The contribution will enable the sponsorship of two Grayson-approved projects. For the initial two years, 2019 and 2020, the funds will sponsor Dr Sue Stover’s Grayson-funded research project ‘Training Programs for Prevention of Fetlock Injury’. Projects to be funded in 2021 and 2022 will be determined later.

Bill Thomason, president of Keeneland, praised the research that foundation does in ameliorating the “health and well-being of our horses”, remarking that it “sets a standard that is emulated by so many other foundations”. Bill Carstanjen, Churchill's chief executive, said he “look[ed] forward to seeing our contributions lead to advancements that help all horses”.

Year four for Sentient Jet

North America: For the fourth successive year Sentient Jet will be the preferred private aviation partner of the Kentucky Derby, Kentucky Oaks and Churchill Downs.

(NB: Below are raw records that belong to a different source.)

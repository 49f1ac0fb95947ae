use crate::input::Direction;

/// Grid position in logical cell coordinates.
#[derive(Debug, Clone, Copy, Eq, PartialEq, Hash)]
pub struct Cell {
    pub x: i32,
    pub y: i32,
}

impl Cell {
    #[must_use]
    pub const fn new(x: i32, y: i32) -> Self {
        Self { x, y }
    }

    /// Returns true when the cell lies inside the grid.
    #[must_use]
    pub fn is_within_bounds(self, grid: GridSize) -> bool {
        self.x >= 0
            && self.y >= 0
            && self.x < i32::from(grid.width)
            && self.y < i32::from(grid.height)
    }

    /// Returns the neighbouring cell one step in `direction`.
    ///
    /// The result may lie outside the grid; bounds are checked by the caller.
    #[must_use]
    pub fn step(self, direction: Direction) -> Self {
        let (dx, dy) = direction.delta();
        Self {
            x: self.x + dx,
            y: self.y + dy,
        }
    }
}

/// Logical grid dimensions.
///
/// Boards are always square, but width and height stay separate so call
/// sites read unambiguously.
#[derive(Debug, Clone, Copy, Eq, PartialEq)]
pub struct GridSize {
    pub width: u16,
    pub height: u16,
}

impl GridSize {
    /// Creates an `n` by `n` grid.
    #[must_use]
    pub fn square(n: u16) -> Self {
        assert!(n > 0, "grid size must be positive");
        Self {
            width: n,
            height: n,
        }
    }

    /// Returns the total number of cells in the grid.
    #[must_use]
    pub fn total_cells(self) -> usize {
        usize::from(self.width) * usize::from(self.height)
    }

    /// Iterates over every cell, row by row.
    pub fn cells(self) -> impl Iterator<Item = Cell> {
        let (width, height) = (i32::from(self.width), i32::from(self.height));
        (0..height).flat_map(move |y| (0..width).map(move |x| Cell { x, y }))
    }
}
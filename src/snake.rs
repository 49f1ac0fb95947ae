use std::collections::VecDeque;

use crate::config::INITIAL_SNAKE_LEN;
use crate::grid::{Cell, GridSize};
use crate::input::{Direction, direction_change_is_valid};

/// Snake body plus the committed and pending headings.
#[derive(Debug, Clone, Eq, PartialEq)]
pub struct Snake {
    body: VecDeque<Cell>,
    direction: Direction,
    pending_direction: Direction,
}

impl Snake {
    /// Places a fresh snake horizontally centered on the grid, facing right.
    #[must_use]
    pub fn spawn(grid: GridSize) -> Self {
        let head = Cell::new(i32::from(grid.width / 2), i32::from(grid.height / 2));
        let body = (0..INITIAL_SNAKE_LEN)
            .map(|offset| Cell::new(head.x - offset as i32, head.y))
            .collect();

        Self {
            body,
            direction: Direction::Right,
            pending_direction: Direction::Right,
        }
    }

    /// Creates a snake from explicit body segments (front is head).
    #[must_use]
    pub fn from_segments(segments: Vec<Cell>, direction: Direction) -> Self {
        assert!(!segments.is_empty(), "snake needs at least one segment");
        Self {
            body: VecDeque::from(segments),
            direction,
            pending_direction: direction,
        }
    }

    /// Stores `direction` as the pending heading for the next tick.
    ///
    /// Reversals are checked against the pending heading, so two quick
    /// presses cannot sneak a 180° turn in before the tick. Returns whether
    /// the input was accepted.
    pub fn buffer_direction(&mut self, direction: Direction) -> bool {
        if !direction_change_is_valid(self.pending_direction, direction) {
            return false;
        }
        self.pending_direction = direction;
        true
    }

    /// Makes the pending heading current.
    pub fn commit_direction(&mut self) {
        self.direction = self.pending_direction;
    }

    /// Head position after one step in the current direction.
    #[must_use]
    pub fn next_head(&self) -> Cell {
        self.head().step(self.direction)
    }

    /// Prepends `new_head` and drops the tail unless the snake grew.
    pub fn advance(&mut self, new_head: Cell, grew: bool) {
        self.body.push_front(new_head);
        if !grew {
            let _ = self.body.pop_back();
        }
    }

    /// Returns true if moving the head onto `cell` hits the body.
    ///
    /// When not growing the tail vacates its cell this tick, so it is
    /// excluded from the check.
    #[must_use]
    pub fn blocks(&self, cell: Cell, grows: bool) -> bool {
        let checked = if grows {
            self.body.len()
        } else {
            self.body.len() - 1
        };
        self.body.iter().take(checked).any(|segment| *segment == cell)
    }

    /// Returns the current head position.
    #[must_use]
    pub fn head(&self) -> Cell {
        *self
            .body
            .front()
            .expect("snake body must always contain at least one segment")
    }

    /// Returns true if any segment occupies `cell`.
    #[must_use]
    pub fn occupies(&self, cell: Cell) -> bool {
        self.body.contains(&cell)
    }

    #[must_use]
    pub fn len(&self) -> usize {
        self.body.len()
    }

    #[must_use]
    pub fn is_empty(&self) -> bool {
        self.body.is_empty()
    }

    /// Returns the committed movement direction.
    #[must_use]
    pub fn direction(&self) -> Direction {
        self.direction
    }

    /// Returns the heading that the next tick will commit.
    #[must_use]
    pub fn pending_direction(&self) -> Direction {
        self.pending_direction
    }

    /// Iterates over body segments from head to tail.
    pub fn segments(&self) -> impl Iterator<Item = &Cell> {
        self.body.iter()
    }
}

#[cfg(test)]
mod tests {
    use crate::grid::{Cell, GridSize};
    use crate::input::Direction;

    use super::Snake;

    #[test]
    fn spawn_centers_three_segments_facing_right() {
        let snake = Snake::spawn(GridSize::square(15));

        let segments: Vec<Cell> = snake.segments().copied().collect();
        assert_eq!(
            segments,
            vec![Cell::new(7, 7), Cell::new(6, 7), Cell::new(5, 7)]
        );
        assert_eq!(snake.direction(), Direction::Right);
        assert_eq!(snake.pending_direction(), Direction::Right);
    }

    #[test]
    fn advance_without_growth_keeps_length() {
        let mut snake = Snake::spawn(GridSize::square(10));

        let next = snake.next_head();
        snake.advance(next, false);

        assert_eq!(snake.len(), 3);
        assert_eq!(snake.head(), Cell::new(6, 5));
        assert!(!snake.occupies(Cell::new(3, 5)));
    }

    #[test]
    fn advance_with_growth_keeps_tail() {
        let mut snake = Snake::spawn(GridSize::square(10));

        let next = snake.next_head();
        snake.advance(next, true);

        assert_eq!(snake.len(), 4);
        assert!(snake.occupies(Cell::new(3, 5)));
    }

    #[test]
    fn reversal_is_checked_against_pending_direction() {
        let mut snake = Snake::spawn(GridSize::square(10));

        assert!(!snake.buffer_direction(Direction::Left));
        assert_eq!(snake.pending_direction(), Direction::Right);

        assert!(snake.buffer_direction(Direction::Down));
        // Left is now orthogonal to the pending heading even though it
        // reverses the committed one.
        assert!(snake.buffer_direction(Direction::Left));
        assert_eq!(snake.pending_direction(), Direction::Left);
        assert_eq!(snake.direction(), Direction::Right);
    }

    #[test]
    fn double_tap_reversal_is_rejected() {
        let mut snake = Snake::spawn(GridSize::square(10));

        assert!(snake.buffer_direction(Direction::Up));
        assert!(!snake.buffer_direction(Direction::Down));
        assert_eq!(snake.pending_direction(), Direction::Up);
    }

    #[test]
    fn commit_applies_pending_heading_to_next_head() {
        let mut snake = Snake::spawn(GridSize::square(10));

        snake.buffer_direction(Direction::Up);
        assert_eq!(snake.next_head(), Cell::new(6, 5));

        snake.commit_direction();
        assert_eq!(snake.next_head(), Cell::new(5, 4));
    }

    #[test]
    fn vacating_tail_does_not_block() {
        // A 2x2 loop: the head chases the tail.
        let snake = Snake::from_segments(
            vec![
                Cell::new(1, 0),
                Cell::new(1, 1),
                Cell::new(0, 1),
                Cell::new(0, 0),
            ],
            Direction::Left,
        );

        assert!(!snake.blocks(Cell::new(0, 0), false));
        assert!(snake.blocks(Cell::new(0, 0), true));
        assert!(snake.blocks(Cell::new(0, 1), false));
    }
}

As an official partner of the opening U.S. classics, the aviation company is offering bespoke private travel services, special on-site hospitality offerings and the third annual Derby Day Breakfast, hosted by its brand ambassador chef and Thoroughbred owner, Bobby Flay, who called the Derby a “highlight of my annual calendar”.

Sentient Jet was named the first Preferred Private Aviation Partner of the Kentucky Derby.